Findings from this study highlights the important role sociodemographic and socioeconomic factors play as determinants of progression of learning disability in preterm children and provide an avenue for solutions to be developed to address these factors. Possible recommendations for tackling this issue will involve collaboration between public health professionals, health care providers, community leaders, government, families, special services, and education programs school staff team and includes: Promoting school’s commitment to active communication with families of CLWLD to foster proper understanding of demands, opportunities as it relates to their children’s educational needs, provision of healthier and more nutritious food options at home and in schools, development, and implementation of policies by the government that addresses the imbalance in access to special services for CLWLD, developing community-based supports groups to help engage families with CLWLD to enable them to cope with challenges and stress as well as providing mental health services and support to families with CLWLD [41,42,43].

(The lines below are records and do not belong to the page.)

use crate::error::FormError;
use crate::page::QuestionPage;
use crate::record::FormRecord;
use crate::routing::{Location, Router};
use crate::task::Task;
use serde::{Deserialize, Serialize};

/// How previous/next pages are chosen
#[derive(Debug, Clone, Copy, Default, PartialEq, Eq, Serialize, Deserialize)]
#[serde(rename_all = "snake_case")]
pub enum NavigationMode {
    /// Walk the page list and skip pages that do not apply to the record
    #[default]
    SkipInapplicable,

    /// Plain `index ± 1`, ignoring applicability
    Sequential,
}

/// Request-scoped navigation view over one page of a task
pub struct TaskEvaluator<'a, R> {
    task: &'a Task<R>,
    record: &'a R,
    current: usize,
    mode: NavigationMode,
}

impl<'a, R: FormRecord> TaskEvaluator<'a, R> {
    /// Evaluate navigation around `pages[current]`
    pub fn new(task: &'a Task<R>, record: &'a R, current: usize) -> Result<Self, FormError> {
        if current >= task.pages().len() {
            return Err(FormError::UnknownPage(format!(
                "index {} in task {}",
                current,
                task.name()
            )));
        }
        Ok(Self {
            task,
            record,
            current,
            mode: NavigationMode::default(),
        })
    }

    /// Evaluate navigation around the named page
    pub fn for_page(task: &'a Task<R>, record: &'a R, page: &str) -> Result<Self, FormError> {
        let current = task
            .page_index(page)
            .ok_or_else(|| FormError::UnknownPage(page.to_string()))?;
        Self::new(task, record, current)
    }

    /// Switch navigation mode
    pub fn with_mode(mut self, mode: NavigationMode) -> Self {
        self.mode = mode;
        self
    }

    /// The task being navigated
    pub fn task(&self) -> &'a Task<R> {
        self.task
    }

    /// Index of the current page
    pub fn current_index(&self) -> usize {
        self.current
    }

    /// The current page
    pub fn current_page(&self) -> &'a QuestionPage<R> {
        &self.task.pages()[self.current]
    }

    /// The next page to show, if any
    pub fn next_page(&self) -> Option<&'a QuestionPage<R>> {
        let pages = self.task.pages();
        match self.mode {
            NavigationMode::SkipInapplicable => pages[self.current + 1..]
                .iter()
                .find(|p| p.needed(self.record)),
            NavigationMode::Sequential => pages.get(self.current + 1),
        }
    }

    /// The previous page to show, if any
    pub fn prev_page(&self) -> Option<&'a QuestionPage<R>> {
        let pages = self.task.pages();
        match self.mode {
            NavigationMode::SkipInapplicable => pages[..self.current]
                .iter()
                .rev()
                .find(|p| p.needed(self.record)),
            NavigationMode::Sequential => self
                .current
                .checked_sub(1)
                .and_then(|i| pages.get(i)),
        }
    }

    /// Edit location of the next page; `None` at the end of the task
    pub fn next_path(&self, router: &dyn Router<R>) -> Option<Location> {
        self.next_page()
            .map(|p| router.locate(&p.edit_route(), self.record))
    }

    /// Edit location of the previous page; `None` at the start of the task
    pub fn prev_path(&self, router: &dyn Router<R>) -> Option<Location> {
        self.prev_page()
            .map(|p| router.locate(&p.edit_route(), self.record))
    }

    /// Submission target for the current page
    pub fn update_path(&self, router: &dyn Router<R>) -> Location {
        router.locate(&self.current_page().update_route(), self.record)
    }
}
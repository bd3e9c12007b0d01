//! Navigation identifiers and the collaborator that turns them into locations.

use crate::record::FormRecord;
use serde::{Deserialize, Serialize};
use std::fmt;

/// A navigation identifier within a flow
#[derive(Debug, Clone, PartialEq, Eq, Hash, Serialize, Deserialize)]
#[serde(tag = "kind", content = "name", rename_all = "snake_case")]
pub enum Route {
    /// Form for a question page
    Edit(String),

    /// Submission target for a question page
    Update(String),

    /// Any other configured identifier (start page, end page, ...)
    Named(String),
}

impl Route {
    /// Flat identifier, e.g. `edit_name`
    pub fn identifier(&self) -> String {
        match self {
            Route::Edit(page) => format!("edit_{}", page),
            Route::Update(page) => format!("update_{}", page),
            Route::Named(id) => id.clone(),
        }
    }
}

impl fmt::Display for Route {
    fn fmt(&self, f: &mut fmt::Formatter<'_>) -> fmt::Result {
        f.write_str(&self.identifier())
    }
}

/// Edit and update routes for one page
#[derive(Debug, Clone, PartialEq, Eq, Serialize, Deserialize)]
pub struct PageRoute {
    /// Page name
    pub page: String,

    /// Route rendering the page
    pub edit: Route,

    /// Route receiving the page's submission
    pub update: Route,
}

/// A concrete navigable location
#[derive(Debug, Clone, PartialEq, Eq, Hash, Serialize, Deserialize)]
#[serde(transparent)]
pub struct Location(pub String);

impl Location {
    /// Borrow the location string
    pub fn as_str(&self) -> &str {
        &self.0
    }
}

impl fmt::Display for Location {
    fn fmt(&self, f: &mut fmt::Formatter<'_>) -> fmt::Result {
        f.write_str(&self.0)
    }
}

impl From<&str> for Location {
    fn from(value: &str) -> Self {
        Location(value.to_string())
    }
}

/// Resolves routes for a record into locations
pub trait Router<R> {
    /// Location of a route for this record
    fn locate(&self, route: &Route, record: &R) -> Location;

    /// The record's overview (task list) location
    fn overview(&self, record: &R) -> Location;
}

/// Router producing REST-style paths under a base segment:
///
/// - `Edit(page)` → `/<base>/<id>/<page>/edit`
/// - `Update(page)` → `/<base>/<id>/<page>`
/// - `Named(id)` → `/<base>/<id>/<identifier>`
/// - overview → `/<base>/<id>`
#[derive(Debug, Clone, PartialEq, Eq)]
pub struct PathRouter {
    base: String,
}

impl PathRouter {
    /// Create a router rooted at `base` (leading/trailing slashes are ignored)
    pub fn new(base: impl Into<String>) -> Self {
        let base = base.into();
        Self {
            base: base.trim_matches('/').to_string(),
        }
    }

    fn root<R: FormRecord>(&self, record: &R) -> String {
        if self.base.is_empty() {
            format!("/{}", record.record_id())
        } else {
            format!("/{}/{}", self.base, record.record_id())
        }
    }
}

impl<R: FormRecord> Router<R> for PathRouter {
    fn locate(&self, route: &Route, record: &R) -> Location {
        let root = self.root(record);
        match route {
            Route::Edit(page) => Location(format!("{}/{}/edit", root, page)),
            Route::Update(page) => Location(format!("{}/{}", root, page)),
            Route::Named(id) => Location(format!("{}/{}", root, id)),
        }
    }

    fn overview(&self, record: &R) -> Location {
        Location(self.root(record))
    }
}
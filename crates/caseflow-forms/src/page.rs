use crate::record::FormRecord;
use crate::routing::Route;
use std::fmt;
use std::sync::Arc;

/// Decides whether a page applies to a record
pub type Applicability<R> = Arc<dyn Fn(&R) -> bool + Send + Sync>;

/// One navigable, independently validated page of a form
pub struct QuestionPage<R> {
    name: String,
    fields: Vec<String>,
    applicability: Option<Applicability<R>>,
}

impl<R> Clone for QuestionPage<R> {
    fn clone(&self) -> Self {
        Self {
            name: self.name.clone(),
            fields: self.fields.clone(),
            applicability: self.applicability.clone(),
        }
    }
}

impl<R> fmt::Debug for QuestionPage<R> {
    fn fmt(&self, f: &mut fmt::Formatter<'_>) -> fmt::Result {
        f.debug_struct("QuestionPage")
            .field("name", &self.name)
            .field("fields", &self.fields)
            .field("conditional", &self.applicability.is_some())
            .finish()
    }
}

impl<R> QuestionPage<R> {
    /// A page whose single field shares its name
    pub fn new(name: impl Into<String>) -> Self {
        let name = name.into();
        Self {
            fields: vec![name.clone()],
            name,
            applicability: None,
        }
    }

    /// Replace the page's fields. An empty list keeps the default `[name]`.
    pub fn with_fields<I, S>(mut self, fields: I) -> Self
    where
        I: IntoIterator<Item = S>,
        S: Into<String>,
    {
        let fields: Vec<String> = fields.into_iter().map(Into::into).collect();
        if !fields.is_empty() {
            self.fields = fields;
        }
        self
    }

    /// Only show the page when the predicate holds for the record
    pub fn needed_when<F>(mut self, predicate: F) -> Self
    where
        F: Fn(&R) -> bool + Send + Sync + 'static,
    {
        self.applicability = Some(Arc::new(predicate));
        self
    }

    /// Page name, also its validation context
    pub fn name(&self) -> &str {
        &self.name
    }

    /// Field identifiers submitted by the page
    pub fn fields(&self) -> &[String] {
        &self.fields
    }

    /// Whether the page has an applicability predicate
    pub fn is_conditional(&self) -> bool {
        self.applicability.is_some()
    }

    /// Whether the page should be shown for this record
    pub fn needed(&self, record: &R) -> bool {
        self.applicability
            .as_ref()
            .map_or(true, |predicate| predicate(record))
    }

    /// Route rendering the page
    pub fn edit_route(&self) -> Route {
        Route::Edit(self.name.clone())
    }

    /// Route receiving the page's submission
    pub fn update_route(&self) -> Route {
        Route::Update(self.name.clone())
    }
}

impl<R: FormRecord> QuestionPage<R> {
    /// Whether the record is valid under this page's context. Never cached.
    pub fn completed(&self, record: &R) -> bool {
        record.is_valid_in(&self.name)
    }
}
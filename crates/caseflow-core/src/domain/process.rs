use crate::domain::case::Case;
use crate::domain::diagram;
use crate::domain::event::{Event, EventName};
use crate::domain::step::{Step, StepName};
use crate::domain::transition::{TransitionTable, TransitionTarget};
use crate::CoreError;
use std::collections::{BTreeSet, HashMap};
use std::fmt;
use std::sync::Arc;
use tracing::debug;

string_id!(
    /// Value object: Process name
    ProcessName
);

/// Builds the case for a start event that has no case yet
pub type StartHandler = Arc<dyn Fn(&Event) -> Result<Case, CoreError> + Send + Sync>;

/// Immutable registry describing one business process.
///
/// Built once through [`ProcessBuilder`] and shared read-only afterwards.
#[derive(Clone)]
pub struct ProcessDefinition {
    name: ProcessName,
    case_type: String,
    steps: Vec<Step>,
    initial_step: Option<StepName>,
    transitions: TransitionTable,
    start_events: HashMap<EventName, StartHandler>,
}

impl fmt::Debug for ProcessDefinition {
    fn fmt(&self, f: &mut fmt::Formatter<'_>) -> fmt::Result {
        f.debug_struct("ProcessDefinition")
            .field("name", &self.name)
            .field("case_type", &self.case_type)
            .field("steps", &self.steps)
            .field("initial_step", &self.initial_step)
            .field("transitions", &self.transitions)
            .field("start_events", &self.start_events.keys().collect::<Vec<_>>())
            .finish()
    }
}

impl ProcessDefinition {
    /// Start building a process bound to the given case type
    pub fn builder(name: impl Into<ProcessName>, case_type: impl Into<String>) -> ProcessBuilder {
        ProcessBuilder::new(name, case_type)
    }

    /// Process name
    pub fn name(&self) -> &ProcessName {
        &self.name
    }

    /// Name of the case type this process drives
    pub fn case_type(&self) -> &str {
        &self.case_type
    }

    /// Registered steps in declaration order
    pub fn steps(&self) -> &[Step] {
        &self.steps
    }

    /// Look up a step by name
    pub fn step(&self, name: &StepName) -> Option<&Step> {
        self.steps.iter().find(|s| &s.name == name)
    }

    /// Step a freshly created case begins at
    pub fn initial_step(&self) -> Option<&StepName> {
        self.initial_step.as_ref()
    }

    /// The transition table
    pub fn transitions(&self) -> &TransitionTable {
        &self.transitions
    }

    /// Whether the event creates new cases
    pub fn is_start_event(&self, event: &EventName) -> bool {
        self.start_events.contains_key(event)
    }

    /// Handler constructing a case for a start event
    pub fn start_handler(&self, event: &EventName) -> Result<&StartHandler, CoreError> {
        self.start_events
            .get(event)
            .ok_or_else(|| CoreError::StartHandlerMissing(event.to_string()))
    }

    /// Start event names, sorted
    pub fn start_events(&self) -> BTreeSet<EventName> {
        self.start_events.keys().cloned().collect()
    }

    /// Every event this process reacts to, sorted and deduplicated
    pub fn handled_events(&self) -> BTreeSet<EventName> {
        let mut events = self.transitions.event_names();
        events.extend(self.start_events.keys().cloned());
        events
    }

    /// Render the process as a Mermaid flowchart
    pub fn to_diagram(&self) -> String {
        diagram::render(self)
    }
}

/// Fluent builder accumulating a [`ProcessDefinition`]
pub struct ProcessBuilder {
    name: ProcessName,
    case_type: String,
    steps: Vec<Step>,
    initial_step: Option<StepName>,
    transitions: TransitionTable,
    start_events: HashMap<EventName, Option<StartHandler>>,
}

impl ProcessBuilder {
    /// Create an empty builder
    pub fn new(name: impl Into<ProcessName>, case_type: impl Into<String>) -> Self {
        Self {
            name: name.into(),
            case_type: case_type.into(),
            steps: Vec::new(),
            initial_step: None,
            transitions: TransitionTable::new(),
            start_events: HashMap::new(),
        }
    }

    /// Register a step. A step with the same name is replaced.
    pub fn step(mut self, step: Step) -> Self {
        match self.steps.iter_mut().find(|s| s.name == step.name) {
            Some(existing) => {
                debug!(process = %self.name, step = %step.name, "Overwriting step");
                *existing = step;
            }
            None => self.steps.push(step),
        }
        self
    }

    /// Set the step new cases begin at
    pub fn start(mut self, step: impl Into<StepName>) -> Self {
        self.initial_step = Some(step.into());
        self
    }

    /// Add a `(from, event) -> to` rule; `"end"` closes the case
    pub fn transition(
        mut self,
        from: impl Into<StepName>,
        event: impl Into<EventName>,
        to: impl Into<TransitionTarget>,
    ) -> Self {
        let (from, event) = (from.into(), event.into());
        if let Some(previous) = self.transitions.insert(from.clone(), event.clone(), to.into()) {
            debug!(
                process = %self.name,
                from = %from,
                event = %event,
                previous = ?previous,
                "Overwriting transition"
            );
        }
        self
    }

    /// Register a handler that creates a case when `event` arrives
    pub fn start_event<F>(mut self, event: impl Into<EventName>, handler: F) -> Self
    where
        F: Fn(&Event) -> Result<Case, CoreError> + Send + Sync + 'static,
    {
        self.start_events
            .insert(event.into(), Some(Arc::new(handler) as StartHandler));
        self
    }

    /// Declare a start event whose handler is attached later with [`ProcessBuilder::start_event`]
    pub fn declare_start_event(mut self, event: impl Into<EventName>) -> Self {
        self.start_events.entry(event.into()).or_insert(None);
        self
    }

    /// Validate and freeze the definition
    pub fn build(self) -> Result<ProcessDefinition, CoreError> {
        if self.steps.is_empty() {
            return Err(CoreError::ConfigurationError(format!(
                "Process {} must have at least one step",
                self.name
            )));
        }

        let known = |name: &StepName| self.steps.iter().any(|s| &s.name == name);

        let initial_step = self.initial_step.clone().ok_or_else(|| {
            CoreError::ConfigurationError(format!("Process {} has no start step", self.name))
        })?;
        if !known(&initial_step) {
            return Err(CoreError::StepNotFound(format!(
                "start step {} in process {}",
                initial_step, self.name
            )));
        }

        for transition in self.transitions.iter() {
            if !known(&transition.from) {
                return Err(CoreError::StepNotFound(format!(
                    "{} (transition on {}) in process {}",
                    transition.from, transition.event, self.name
                )));
            }
            if let TransitionTarget::Step(to) = &transition.to {
                if !known(to) {
                    return Err(CoreError::StepNotFound(format!(
                        "{} (transition from {} on {}) in process {}",
                        to, transition.from, transition.event, self.name
                    )));
                }
            }
        }

        let mut start_events = HashMap::with_capacity(self.start_events.len());
        for (event, handler) in self.start_events {
            let handler = handler.ok_or_else(|| CoreError::StartHandlerMissing(event.to_string()))?;
            start_events.insert(event, handler);
        }

        Ok(ProcessDefinition {
            name: self.name,
            case_type: self.case_type,
            steps: self.steps,
            initial_step: Some(initial_step),
            transitions: self.transitions,
            start_events,
        })
    }
}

Also, intervention efforts targeting parental education, especially maternal education will be instrumental in effecting a more lasting impact on the prevalence of preterm births and subsequently, learning disability. Efforts aimed at addressing these socioeconomic effects will help promote child education, engagement, and student success in line with the 2004 Individuals with Disabilities Education Act (IDEA) that advocates for the educational advancement of children living with disabilities to prepare them for future opportunities [44].

Data from the National Survey of Children’s Health (NSCH), a nationally representative data source, was used for this study. Various limitations exist for this study and include the cross-sectional nature of the study, therefore making it difficult to ascertain the direction of causality. Furthermore, the data collected was based on self-report and could be prone to recall and social desirability bias. In addition, certain putative confounders like genetic diseases that predispose a child to learning disabilities were not controlled for in this analysis due to unavailability in the  dataset. Given the large variation in outcomes for preterm children according to gestational age, it would have been important to include gestational age in the model, however, this was not available in the dataset. While this current study focused on sociodemographic and socioeconomic factors, future studies exploring social relationships such as teacher to student, peer to peer, as it relates to learning disability as well as maternal mental health as it relates to birth outcomes and child-rearing might be warranted to gain deeper insight in improving the health outcomes of children with learning disabilities.

Conclusion

These findings illustrate the importance of government policies that address the inaccessibility of special services programs for minority CLWLD, parental or maternal health education, provision of mental health support services for families with CLWLD, and school and community engagement of families with CLWLD, to help mitigate the gap from social inequities, which are all necessary  for achieving the 2004 Individuals with Disabilities Education Act of promoting child educational equality and empowerment.